INFORMATION SUPPLIED section start
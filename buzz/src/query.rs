use crate::cache_keys::{CacheKey, SharedCache};
use parking_lot::RwLock;
use serde::Serialize;
use serde::de::DeserializeOwned;
use serde_json::Value;
use shared::{Error, Result};
use std::future::Future;
use std::sync::atomic::{AtomicU64, Ordering};
use std::time::Duration;
use tokio_util::sync::CancellationToken;
use tracing::{debug, trace, warn};

/// Cached-fetch primitive shared by every resource store.
///
/// A fresh cache entry short-circuits the loader; otherwise the loader runs and
/// its successful result replaces the entry. Failures are never cached.
#[derive(Clone)]
pub struct QueryClient {
    cache: SharedCache,
}

impl QueryClient {
    pub fn new(cache: SharedCache) -> Self {
        Self { cache }
    }

    pub fn cache(&self) -> &SharedCache {
        &self.cache
    }

    pub fn window(&self) -> Duration {
        self.cache.window()
    }

    /// Fresh cached value for `key`, decoded as `T`.
    pub async fn cached<T: DeserializeOwned>(&self, key: &CacheKey) -> Option<T> {
        self.cached_within(key, self.cache.window()).await
    }

    /// Cached value for `key` if it is younger than `window`.
    pub async fn cached_within<T: DeserializeOwned>(
        &self,
        key: &CacheKey,
        window: Duration,
    ) -> Option<T> {
        let value = self.cache.get_within(key, window).await?;
        match serde_json::from_value(value) {
            Ok(decoded) => Some(decoded),
            Err(e) => {
                // Treat an undecodable entry as a miss so the loader replaces it
                warn!("Discarding cache entry {}: {}", key, e);
                None
            }
        }
    }

    pub async fn fetch<T, F, Fut>(&self, key: CacheKey, loader: F) -> Result<T>
    where
        T: Serialize + DeserializeOwned,
        F: FnOnce() -> Fut,
        Fut: Future<Output = Result<T>>,
    {
        self.fetch_if(key, loader, || true).await
    }

    /// Like [`fetch`](Self::fetch), but the loaded value is only stored when
    /// `should_store` still holds once the loader finishes.
    pub async fn fetch_if<T, F, Fut, S>(&self, key: CacheKey, loader: F, should_store: S) -> Result<T>
    where
        T: Serialize + DeserializeOwned,
        F: FnOnce() -> Fut,
        Fut: Future<Output = Result<T>>,
        S: FnOnce() -> bool,
    {
        if let Some(hit) = self.cached(&key).await {
            trace!("Serving {} from cache", key);
            return Ok(hit);
        }

        debug!("Cache miss for {}, loading", key);
        let value = loader().await?;

        if should_store() {
            self.store(key, &value).await?;
        } else {
            debug!("Not caching superseded result for {}", key);
        }
        Ok(value)
    }

    /// Drop the cached entry and load again.
    pub async fn refetch<T, F, Fut>(&self, key: CacheKey, loader: F) -> Result<T>
    where
        T: Serialize + DeserializeOwned,
        F: FnOnce() -> Fut,
        Fut: Future<Output = Result<T>>,
    {
        self.cache.invalidate(&key).await;
        self.fetch(key, loader).await
    }

    pub async fn store<T: Serialize>(&self, key: CacheKey, value: &T) -> Result<()> {
        let json = encode(&key, value)?;
        self.cache.set(key, json).await;
        Ok(())
    }

    pub async fn invalidate(&self, key: &CacheKey) -> bool {
        self.cache.invalidate(key).await
    }

    pub async fn invalidate_all<'a, I>(&self, keys: I)
    where
        I: IntoIterator<Item = &'a CacheKey>,
    {
        for key in keys {
            if self.cache.invalidate(key).await {
                debug!("Invalidated {}", key);
            }
        }
    }

    pub async fn clear(&self) {
        self.cache.clear().await;
    }
}

fn encode<T: Serialize>(key: &CacheKey, value: &T) -> Result<Value> {
    serde_json::to_value(value)
        .map_err(|e| Error::Internal(format!("failed to encode cache entry {}: {}", key, e)))
}

/// Snapshot of a resource as seen by a consumer.
#[derive(Debug, Clone, PartialEq, Serialize)]
pub struct ResourceState<T> {
    pub data: Option<T>,
    pub loading: bool,
    pub error: Option<Error>,
}

impl<T> Default for ResourceState<T> {
    fn default() -> Self {
        Self {
            data: None,
            loading: false,
            error: None,
        }
    }
}

/// Identifies one fetch issued through a [`RequestGuard`].
#[derive(Debug, Clone, Copy, PartialEq, Eq)]
pub struct Ticket {
    generation: u64,
    epoch: u64,
}

/// Decides which in-flight fetch may publish its result.
///
/// A newer fetch outdates older ones: they still answer their caller but no
/// longer publish. A mutation ([`supersede`](Self::supersede)) or a shutdown
/// makes every earlier fetch fail with `Superseded` or `Cancelled`.
#[derive(Debug, Default)]
pub struct RequestGuard {
    generation: AtomicU64,
    epoch: AtomicU64,
    cancel: CancellationToken,
}

impl RequestGuard {
    pub fn new() -> Self {
        Self::default()
    }

    /// Start a new fetch, outdating every earlier one.
    pub fn begin(&self) -> Ticket {
        Ticket {
            generation: self.generation.fetch_add(1, Ordering::SeqCst) + 1,
            epoch: self.epoch.load(Ordering::SeqCst),
        }
    }

    /// Record a local mutation; fetches issued before it are superseded.
    pub fn supersede(&self) {
        self.epoch.fetch_add(1, Ordering::SeqCst);
    }

    /// `true` while `ticket` is the latest fetch and may publish.
    pub fn is_current(&self, ticket: Ticket) -> bool {
        self.check(ticket).is_ok() && !self.is_outdated(ticket)
    }

    /// `true` once a newer fetch has been issued after `ticket`.
    pub fn is_outdated(&self, ticket: Ticket) -> bool {
        self.generation.load(Ordering::SeqCst) != ticket.generation
    }

    /// `Err` when `ticket` was cancelled or superseded by a mutation.
    pub fn check(&self, ticket: Ticket) -> Result<()> {
        if self.cancel.is_cancelled() {
            Err(Error::Cancelled)
        } else if self.epoch.load(Ordering::SeqCst) != ticket.epoch {
            Err(Error::Superseded)
        } else {
            Ok(())
        }
    }

    /// Run `fut` unless the guard is shut down first.
    pub async fn run<T, Fut>(&self, fut: Fut) -> Result<T>
    where
        Fut: Future<Output = Result<T>>,
    {
        tokio::select! {
            _ = self.cancel.cancelled() => Err(Error::Cancelled),
            result = fut => result,
        }
    }

    pub fn shutdown(&self) {
        self.cancel.cancel();
    }
}

/// Lock-guarded [`ResourceState`]. The lock is never held across an await.
#[derive(Debug)]
pub struct StateCell<T> {
    inner: RwLock<ResourceState<T>>,
}

impl<T: Clone> StateCell<T> {
    pub fn new() -> Self {
        Self {
            inner: RwLock::new(ResourceState::default()),
        }
    }

    pub fn snapshot(&self) -> ResourceState<T> {
        self.inner.read().clone()
    }

    pub fn data(&self) -> Option<T> {
        self.inner.read().data.clone()
    }

    pub fn start(&self) {
        let mut state = self.inner.write();
        state.loading = true;
        state.error = None;
    }

    /// Publish the outcome of `ticket`.
    ///
    /// A superseded or cancelled ticket publishes nothing and reports why. An
    /// outdated ticket hands its result back to the caller unpublished.
    pub fn settle(&self, guard: &RequestGuard, ticket: Ticket, result: Result<T>) -> Result<T> {
        if let Err(stale) = guard.check(ticket) {
            debug!("Dropping result of stale request: {}", stale);
            return Err(stale);
        }
        if guard.is_outdated(ticket) {
            debug!("A newer fetch is in flight, not publishing this result");
            return result;
        }

        let mut state = self.inner.write();
        state.loading = false;
        match result {
            Ok(value) => {
                state.data = Some(value.clone());
                state.error = None;
                Ok(value)
            }
            Err(e) => {
                state.error = Some(e.clone());
                Err(e)
            }
        }
    }

    /// Replace the data outright.
    pub fn load(&self, value: T) {
        let mut state = self.inner.write();
        state.data = Some(value);
        state.loading = false;
        state.error = None;
    }

    /// Patch the held data in place.
    pub fn patch<F>(&self, f: F)
    where
        F: FnOnce(&mut Option<T>),
    {
        let mut state = self.inner.write();
        f(&mut state.data);
        state.loading = false;
    }

    /// Clear the loading flag without touching data or error.
    pub fn idle(&self) {
        self.inner.write().loading = false;
    }

    pub fn fail(&self, error: Error) {
        let mut state = self.inner.write();
        state.loading = false;
        state.error = Some(error);
    }

    pub fn reset(&self) {
        *self.inner.write() = ResourceState::default();
    }
}

impl<T: Clone> Default for StateCell<T> {
    fn default() -> Self {
        Self::new()
    }
}
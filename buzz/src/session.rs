use crate::ports::SessionRepository;
use async_trait::async_trait;
use base64::Engine;
use base64::engine::general_purpose::URL_SAFE_NO_PAD;
use chrono::{DateTime, Utc};
use parking_lot::RwLock;
use serde::{Deserialize, Serialize};
use shared::{Error, Result};
use shared_http::api::User;
use std::path::{Path, PathBuf};
use tokio::sync::Mutex;
use tracing::{debug, warn};

#[derive(Debug, Clone, Default, PartialEq, Serialize, Deserialize)]
struct StoredSession {
    #[serde(default, skip_serializing_if = "Option::is_none")]
    token: Option<String>,
    #[serde(default, skip_serializing_if = "Option::is_none")]
    user: Option<User>,
}

/// Session held in process memory only.
#[derive(Debug, Default)]
pub struct MemorySessionRepository {
    inner: RwLock<StoredSession>,
}

impl MemorySessionRepository {
    pub fn new() -> Self {
        Self::default()
    }

    pub fn with_token(token: impl Into<String>) -> Self {
        Self {
            inner: RwLock::new(StoredSession {
                token: Some(token.into()),
                user: None,
            }),
        }
    }
}

#[async_trait]
impl SessionRepository for MemorySessionRepository {
    async fn token(&self) -> Option<String> {
        self.inner.read().token.clone()
    }

    async fn user(&self) -> Option<User> {
        self.inner.read().user.clone()
    }

    async fn save(&self, token: String, user: User) -> Result<()> {
        *self.inner.write() = StoredSession {
            token: Some(token),
            user: Some(user),
        };
        Ok(())
    }

    async fn set_token(&self, token: Option<String>) -> Result<()> {
        self.inner.write().token = token;
        Ok(())
    }

    async fn set_user(&self, user: Option<User>) -> Result<()> {
        self.inner.write().user = user;
        Ok(())
    }

    async fn clear(&self) -> Result<()> {
        *self.inner.write() = StoredSession::default();
        Ok(())
    }
}

/// Session persisted as `session.json` under the data directory, so a login
/// survives restarts of the CLI.
///
/// Writes are serialized: the file always ends up holding the last update
/// applied in memory.
#[derive(Debug)]
pub struct FileSessionRepository {
    path: PathBuf,
    inner: RwLock<StoredSession>,
    io: Mutex<()>,
}

impl FileSessionRepository {
    pub const FILE_NAME: &'static str = "session.json";

    /// Open (or lazily create) the session file in `data_dir`.
    ///
    /// A missing or corrupt file starts an empty session.
    pub async fn open(data_dir: impl AsRef<Path>) -> Result<Self> {
        let path = data_dir.as_ref().join(Self::FILE_NAME);

        let stored = match tokio::fs::read(&path).await {
            Ok(bytes) => serde_json::from_slice(&bytes).unwrap_or_else(|e| {
                warn!("Ignoring unreadable session file {}: {}", path.display(), e);
                StoredSession::default()
            }),
            Err(e) if e.kind() == std::io::ErrorKind::NotFound => StoredSession::default(),
            Err(e) => {
                return Err(Error::Internal(format!(
                    "failed to read {}: {}",
                    path.display(),
                    e
                )));
            }
        };

        debug!("Opened session store at {}", path.display());
        Ok(Self {
            path,
            inner: RwLock::new(stored),
            io: Mutex::new(()),
        })
    }

    pub fn path(&self) -> &Path {
        &self.path
    }

    /// Apply `change` and write the result out. An empty session removes the file.
    async fn update<F>(&self, change: F) -> Result<()>
    where
        F: FnOnce(&mut StoredSession),
    {
        let _io = self.io.lock().await;
        let snapshot = {
            let mut inner = self.inner.write();
            change(&mut *inner);
            inner.clone()
        };

        if snapshot == StoredSession::default() {
            return self.remove_file().await;
        }

        if let Some(parent) = self.path.parent() {
            tokio::fs::create_dir_all(parent)
                .await
                .map_err(|e| Error::Internal(format!("failed to create {}: {}", parent.display(), e)))?;
        }

        let bytes = serde_json::to_vec_pretty(&snapshot)
            .map_err(|e| Error::Internal(format!("failed to encode session: {}", e)))?;
        tokio::fs::write(&self.path, bytes)
            .await
            .map_err(|e| Error::Internal(format!("failed to write {}: {}", self.path.display(), e)))
    }

    async fn remove_file(&self) -> Result<()> {
        match tokio::fs::remove_file(&self.path).await {
            Ok(()) => Ok(()),
            Err(e) if e.kind() == std::io::ErrorKind::NotFound => Ok(()),
            Err(e) => Err(Error::Internal(format!(
                "failed to remove {}: {}",
                self.path.display(),
                e
            ))),
        }
    }
}

#[async_trait]
impl SessionRepository for FileSessionRepository {
    async fn token(&self) -> Option<String> {
        self.inner.read().token.clone()
    }

    async fn user(&self) -> Option<User> {
        self.inner.read().user.clone()
    }

    async fn save(&self, token: String, user: User) -> Result<()> {
        self.update(|session| {
            *session = StoredSession {
                token: Some(token),
                user: Some(user),
            }
        })
        .await
    }

    async fn set_token(&self, token: Option<String>) -> Result<()> {
        self.update(|session| session.token = token).await
    }

    async fn set_user(&self, user: Option<User>) -> Result<()> {
        self.update(|session| session.user = user).await
    }

    async fn clear(&self) -> Result<()> {
        self.update(|session| *session = StoredSession::default()).await
    }
}

#[derive(Deserialize)]
struct Claims {
    exp: Option<i64>,
}

/// Whether a JWT's `exp` claim lies at or before `now`.
///
/// Tokens that cannot be decoded, or carry no `exp`, count as expired.
pub fn token_expired(token: &str, now: DateTime<Utc>) -> bool {
    let Some(payload) = token.split('.').nth(1) else {
        return true;
    };

    let claims = URL_SAFE_NO_PAD
        .decode(payload.trim_end_matches('='))
        .ok()
        .and_then(|bytes| serde_json::from_slice::<Claims>(&bytes).ok());

    match claims.and_then(|c| c.exp) {
        Some(exp) => exp <= now.timestamp(),
        None => true,
    }
}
INFORMATION SUPPLIED section end
Would you copy out exactly the lines above that start at the one containing "state.data = Some(value.clone());" and end at the one containing "the data outright.", inclusive?

                state.data = Some(value.clone());
                state.error = None;
                Ok(value)
            }
            Err(e) => {
                state.error = Some(e.clone());
                Err(e)
            }
        }
    }

    /// Replace the data outright.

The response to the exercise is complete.